After our visit to the cemetery, we drove home, ate lunch and put Ezra and Hazel down for their afternoon naps. The gray sky was gone. The sun came out, the sky was blue, the clouds were puffy and it was sixty degrees. It turned into a beautiful day, which also felt appropriate to me. The gray sky was like our sorrow and the blue sky, like our hope.
Shaun stayed home and played outside with the kids while I went to pick up cupcakes, a birthday tradition in our home. After playing outside, we decided to explore some of the boys’ favorite places in the city and snap a few photos. We ate dinner at one of our favorite places in our neighborhood, then we headed home and the kids released a white balloon up into the sky for Lucy, our yearly tradition. We ended the day with cupcakes, wishing she was here to eat them with us.
Along with Lucy, my grief turned four today. We’ve had four years to settle in together, and a lifetime still to go. My grief still feels the same, but to a lesser degree. The hard moments feel exactly the same, so deeply painful, but they come less often and I recover from them quicker as time passes. It still sneaks up on me sometimes when I don’t expect it to. It still comes and goes in waves. It is still unpredictable. I do better than I expect in some moments, and worse than I expect in others. These things will probably never change.
As it approaches, I always wonder how January will go. It started out as a brutal month four years ago. Three years ago it was insanely difficult as well. Little by little, each year gets easier. In prior years it has stolen weeks with full force. This year, I did not feel grief start to settle into my body until mildly throughout the past week and not intensely until yesterday. I do actually feel it settle into my body. It is like my body knows what is coming, sometimes without my conscious mind linking my symptoms to my feelings. I get physical symptoms from grief, I am more tired, more internal, not as social, I just want to be home, my brain is slightly more foggy than normal, it is more of a struggle to complete daily tasks, and I have waves of sadness.

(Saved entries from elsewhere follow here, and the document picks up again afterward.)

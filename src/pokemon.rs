use crate::battle::stats::calculate_stats;
use crate::battle::BattleContext;
use crate::errors::DexResult;
use schema::{AbilityId, BaseStats, ItemId, MoveId, PokemonType, SpeciesId, StatType, StatusKind};
use serde::{Deserialize, Serialize};
use std::fmt;

#[derive(Serialize, Deserialize, Debug, Clone, Copy, PartialEq, Eq)]
pub enum StatusCondition {
    Burn,
    Paralysis,
    /// Turns left asleep. Zero means the combatant wakes on its next action.
    Sleep(u8),
    Freeze,
    Poison,
    /// Escalation counter, the numerator of the `n/16` residual.
    Toxic(u8),
}

impl StatusCondition {
    pub fn kind(&self) -> StatusKind {
        match self {
            StatusCondition::Burn => StatusKind::Burn,
            StatusCondition::Paralysis => StatusKind::Paralysis,
            StatusCondition::Sleep(_) => StatusKind::Sleep,
            StatusCondition::Freeze => StatusKind::Freeze,
            StatusCondition::Poison => StatusKind::Poison,
            StatusCondition::Toxic(_) => StatusKind::Toxic,
        }
    }
}

impl fmt::Display for StatusCondition {
    fn fmt(&self, f: &mut fmt::Formatter<'_>) -> fmt::Result {
        write!(f, "{}", self.kind())
    }
}

/// Unboosted stats at the combatant's level.
#[derive(Serialize, Deserialize, Debug, Clone, Copy, PartialEq, Eq, Default)]
pub struct Stats {
    pub hp: u16,
    pub atk: u16,
    pub def: u16,
    pub spa: u16,
    pub spd: u16,
    pub spe: u16,
}

/// Stage counters, each held in -6..=6.
#[derive(Serialize, Deserialize, Debug, Clone, Copy, PartialEq, Eq, Default)]
pub struct Boosts([i8; 7]);

impl Boosts {
    pub fn get(&self, stat: StatType) -> i8 {
        self.0[stat.index()]
    }

    pub fn set(&mut self, stat: StatType, stage: i8) {
        self.0[stat.index()] = stage.clamp(-6, 6);
    }

    /// Applies a stage change and returns how far the stage actually moved.
    pub fn apply(&mut self, stat: StatType, delta: i8) -> i8 {
        let before = self.get(stat);
        self.set(stat, before.saturating_add(delta));
        self.get(stat) - before
    }

    pub fn reset(&mut self) {
        self.0 = [0; 7];
    }
}

/// A move the side knows or suspects this combatant has.
#[derive(Serialize, Deserialize, Debug, Clone, PartialEq, Eq)]
pub struct KnownMove {
    pub id: MoveId,
    /// Observed in use, as opposed to inferred by a predictor.
    pub confirmed: bool,
}

#[derive(Serialize, Deserialize, Debug, Clone, PartialEq)]
pub struct Combatant {
    pub species: SpeciesId,
    pub name: String,
    pub level: u8,
    pub types: Vec<PokemonType>,
    pub base_stats: BaseStats,
    pub stats: Stats,
    pub current_hp: u16,
    pub status: Option<StatusCondition>,
    pub boosts: Boosts,
    pub item: Option<ItemId>,
    pub ability: Option<AbilityId>,
    pub moves: Vec<KnownMove>,
    /// False for opponent slots that have not been seen yet.
    pub revealed: bool,
}

impl Combatant {
    /// Builds a full-HP combatant at the ruleset's default level.
    pub fn from_species(ctx: &BattleContext, species: &str, moves: &[&str]) -> DexResult<Self> {
        let species_data = ctx.dex.species(&SpeciesId::new(species))?;
        let moves = moves
            .iter()
            .map(|raw| {
                let id = MoveId::new(raw);
                ctx.dex.move_data(&id).map(|_| KnownMove {
                    id,
                    confirmed: true,
                })
            })
            .collect::<DexResult<Vec<_>>>()?;

        let ruleset = &ctx.ruleset;
        let stats = calculate_stats(
            &species_data.base_stats,
            ruleset.level,
            ruleset.iv,
            ruleset.ev,
        );

        Ok(Self {
            species: species_data.id.clone(),
            name: species_data.name.clone(),
            level: ruleset.level,
            types: species_data.types.clone(),
            base_stats: species_data.base_stats,
            stats,
            current_hp: stats.hp,
            status: None,
            boosts: Boosts::default(),
            item: None,
            ability: None,
            moves,
            revealed: true,
        })
    }

    pub fn with_level(mut self, ctx: &BattleContext, level: u8) -> Self {
        self.level = level;
        self.stats = calculate_stats(&self.base_stats, level, ctx.ruleset.iv, ctx.ruleset.ev);
        self.current_hp = self.stats.hp;
        self
    }

    /// Replaces the derived stats, for providers that report live values.
    pub fn with_stats(mut self, stats: Stats) -> Self {
        self.stats = stats;
        self.current_hp = stats.hp;
        self
    }

    pub fn with_item(mut self, item: &str) -> Self {
        self.item = Some(ItemId::new(item));
        self
    }

    pub fn with_ability(mut self, ability: &str) -> Self {
        self.ability = Some(AbilityId::new(ability));
        self
    }

    pub fn with_status(mut self, status: StatusCondition) -> Self {
        self.status = Some(status);
        self
    }

    pub fn with_hp(mut self, hp: u16) -> Self {
        self.current_hp = hp.min(self.stats.hp);
        self
    }

    pub fn hidden(mut self) -> Self {
        self.revealed = false;
        self
    }

    pub fn max_hp(&self) -> u16 {
        self.stats.hp
    }

    pub fn is_fainted(&self) -> bool {
        self.current_hp == 0
    }

    pub fn hp_fraction(&self) -> f64 {
        if self.stats.hp == 0 {
            return 0.0;
        }
        self.current_hp as f64 / self.stats.hp as f64
    }

    pub fn has_type(&self, pokemon_type: PokemonType) -> bool {
        self.types.contains(&pokemon_type)
    }

    pub fn holds(&self, item: &str) -> bool {
        self.item.as_ref().is_some_and(|held| held.as_str() == item)
    }

    pub fn has_ability(&self, ability: &str) -> bool {
        self.ability.as_ref().is_some_and(|own| own.as_str() == ability)
    }

    pub fn knows(&self, id: &MoveId) -> bool {
        self.moves.iter().any(|known| &known.id == id)
    }

    pub fn move_ids(&self) -> impl Iterator<Item = &MoveId> {
        self.moves.iter().map(|known| &known.id)
    }

    /// Records a move the predictor believes this combatant carries.
    /// Returns false when the move was already known.
    pub fn add_inferred_move(&mut self, id: MoveId) -> bool {
        if self.knows(&id) {
            return false;
        }
        self.moves.push(KnownMove {
            id,
            confirmed: false,
        });
        true
    }

    /// Lowers HP, never below zero. Returns the HP actually removed.
    pub fn take_damage(&mut self, amount: u16) -> u16 {
        let dealt = amount.min(self.current_hp);
        self.current_hp -= dealt;
        dealt
    }

    /// Raises HP, never above max and never for a fainted combatant.
    pub fn heal(&mut self, amount: u16) -> u16 {
        if self.is_fainted() {
            return 0;
        }
        let healed = amount.min(self.stats.hp - self.current_hp);
        self.current_hp += healed;
        healed
    }

    /// Switching out clears stages and restarts the toxic counter.
    pub fn on_switch_out(&mut self) {
        self.boosts.reset();
        if let Some(StatusCondition::Toxic(_)) = self.status {
            self.status = Some(StatusCondition::Toxic(1));
        }
    }
}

With three young kids, my life is very full and busy. I have my kids and husband to love on, a house to keep up with, and I work from home two days each week. I think about Lucy every single day. The feelings of sorrow still come, she is never forgotten, but life keeps happening. It is vibrant, and messy and full and it demands so much of me. The amount of space in my life that grief occupies is shrinking, but the place in my heart that Lucy occupies is not. I say this in pretty much every post, but it is because of Jesus that I have hope that I will see her again one day. This hope keeps me from being completely crushed beyond repair. I will see Lucy again one day in heaven and my journey with grief will end.